If you're not gonna re-heat treat, two things:
1. Your strength, especilly yield strength will be low in the center of the billet. Period. Further, your hardness will be down as well. These may not be any issue if you have put the thickness in the right places. Any aluminum billet above a T-4 condition and thicker than 6" suffers from property degradation in the center. Billets 12" thick can be real bad in the center, but depends on your source a little bit.
2. Your block will warp when you unclamp it from the CNC bed, even taking small amounts of material per pass (unless you unbolt it to allow relief between passes). You can mitigate some of this by unbolting from the CNC bed after each or a couple of passes and re-truing you datum (or even shimming your datum).
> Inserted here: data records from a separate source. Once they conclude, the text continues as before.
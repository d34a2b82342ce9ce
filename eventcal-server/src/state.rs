use std::sync::{Arc, Mutex, MutexGuard};

use anyhow::{anyhow, Result};
use eventcal_core::event::SUBTYPE;
use eventcal_core::{Catalog, EventCalConfig, FileStore, OverlapCheck, ParticipationRegistry};
use tracing::info;

use crate::notices::Notices;

pub type Registry = ParticipationRegistry<FileStore>;

/// Shared application state
#[derive(Clone)]
pub struct AppState {
    // Locked for a whole action so two joins cannot both pass the capacity check
    registry: Arc<Mutex<Registry>>,
    notices: Arc<Mutex<Notices>>,
}

impl AppState {
    pub fn new(config: &EventCalConfig) -> Result<Self> {
        let store = FileStore::open(config.data_path())?;
        info!(path = %store.path().display(), subtype = SUBTYPE, "Opened participation store");

        let catalog = match config.language_path() {
            Some(path) => Catalog::load(&path)?,
            None => Catalog::english(),
        };

        let settings = config.settings.clone();
        let collisions = OverlapCheck::from_settings(&settings);

        Ok(Self::from_registry(ParticipationRegistry::new(
            store, collisions, catalog, settings,
        )))
    }

    pub fn from_registry(registry: Registry) -> Self {
        AppState {
            registry: Arc::new(Mutex::new(registry)),
            notices: Arc::new(Mutex::new(Notices::default())),
        }
    }

    pub fn registry(&self) -> Result<MutexGuard<'_, Registry>> {
        self.registry
            .lock()
            .map_err(|_| anyhow!("Registry lock poisoned"))
    }

    pub fn notices(&self) -> Result<MutexGuard<'_, Notices>> {
        self.notices
            .lock()
            .map_err(|_| anyhow!("Notice queue lock poisoned"))
    }
}
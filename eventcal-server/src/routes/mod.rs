pub mod actions;
pub mod events;

use axum::{
    Json, Router,
    http::StatusCode,
    response::{IntoResponse, Response},
};
use serde::Serialize;

use crate::state::AppState;

/// All routes with state attached
pub fn router(state: AppState) -> Router {
    Router::new()
        .merge(actions::router())
        .merge(events::router())
        .with_state(state)
}

/// Standard API error response
#[derive(Serialize)]
pub struct ErrorResponse {
    pub error: String,
}

/// Convert anyhow errors to HTTP responses
pub struct AppError {
    status: StatusCode,
    error: anyhow::Error,
}

impl AppError {
    pub fn not_found(message: impl Into<String>) -> Self {
        AppError {
            status: StatusCode::NOT_FOUND,
            error: anyhow::anyhow!(message.into()),
        }
    }

    pub fn unauthorized() -> Self {
        AppError {
            status: StatusCode::UNAUTHORIZED,
            error: anyhow::anyhow!("Not logged in"),
        }
    }
}

impl IntoResponse for AppError {
    fn into_response(self) -> Response {
        let body = Json(ErrorResponse {
            error: self.error.to_string(),
        });
        (self.status, body).into_response()
    }
}

impl<E> From<E> for AppError
where
    E: Into<anyhow::Error>,
{
    fn from(err: E) -> Self {
        AppError {
            status: StatusCode::INTERNAL_SERVER_ERROR,
            error: err.into(),
        }
    }
}
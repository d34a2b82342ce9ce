//! Resolve the acting user of a request.
//!
//! Authentication happens in front of this service; the authenticated user
//! id arrives in the `X-User-Id` header.

use axum::extract::FromRequestParts;
use axum::http::request::Parts;
use eventcal_core::{User, UserId};

use crate::routes::AppError;
use crate::state::AppState;

pub const USER_HEADER: &str = "x-user-id";

/// The logged-in user, if the header names a known user.
pub struct SessionUser(pub Option<User>);

impl FromRequestParts<AppState> for SessionUser {
    type Rejection = AppError;

    async fn from_request_parts(parts: &mut Parts, state: &AppState) -> Result<Self, Self::Rejection> {
        let id = parts
            .headers
            .get(USER_HEADER)
            .and_then(|v| v.to_str().ok())
            .and_then(|v| v.parse::<UserId>().ok());

        let Some(id) = id else {
            return Ok(SessionUser(None));
        };

        let user = state.registry()?.find_user(id)?;
        Ok(SessionUser(user))
    }
}
//! Site users as seen by the participation registry.

use std::fmt;
use std::str::FromStr;

use serde::{Deserialize, Serialize};

#[derive(Debug, Clone, Copy, PartialEq, Eq, Hash, PartialOrd, Ord, Serialize, Deserialize)]
#[serde(transparent)]
pub struct UserId(pub u64);

impl fmt::Display for UserId {
    fn fmt(&self, f: &mut fmt::Formatter) -> fmt::Result {
        write!(f, "{}", self.0)
    }
}

impl FromStr for UserId {
    type Err = std::num::ParseIntError;

    fn from_str(s: &str) -> Result<Self, Self::Err> {
        s.trim().parse().map(UserId)
    }
}

#[derive(Debug, Clone, PartialEq, Eq, Serialize, Deserialize)]
pub struct User {
    pub id: UserId,
    pub name: String,
    /// Site administrators may manage any event on personal calendars
    #[serde(default)]
    pub admin: bool,
}

impl User {
    pub fn new(id: UserId, name: impl Into<String>) -> Self {
        User {
            id,
            name: name.into(),
            admin: false,
        }
    }

    pub fn admin(id: UserId, name: impl Into<String>) -> Self {
        User {
            admin: true,
            ..User::new(id, name)
        }
    }
}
To properly do this you need to index off of other important features (bore centerlines, crank centerline, and cam centerline...) and measure the block again in the 'free' state. Determine the average of how things moved and adjust your datum accordingly. I have done this, but it is very tedious to do right, and at the end, you still have, at best, an average of tolerances and dimensions.
Not knocking what you're doing (trust me, I am not, I see that you guys do some very cool stuff). Just hoping to share some advice from someone who has been there and also interested in learning, if y'all have found a way to do what you're attempting, without dimensional walk. I could use that mojo!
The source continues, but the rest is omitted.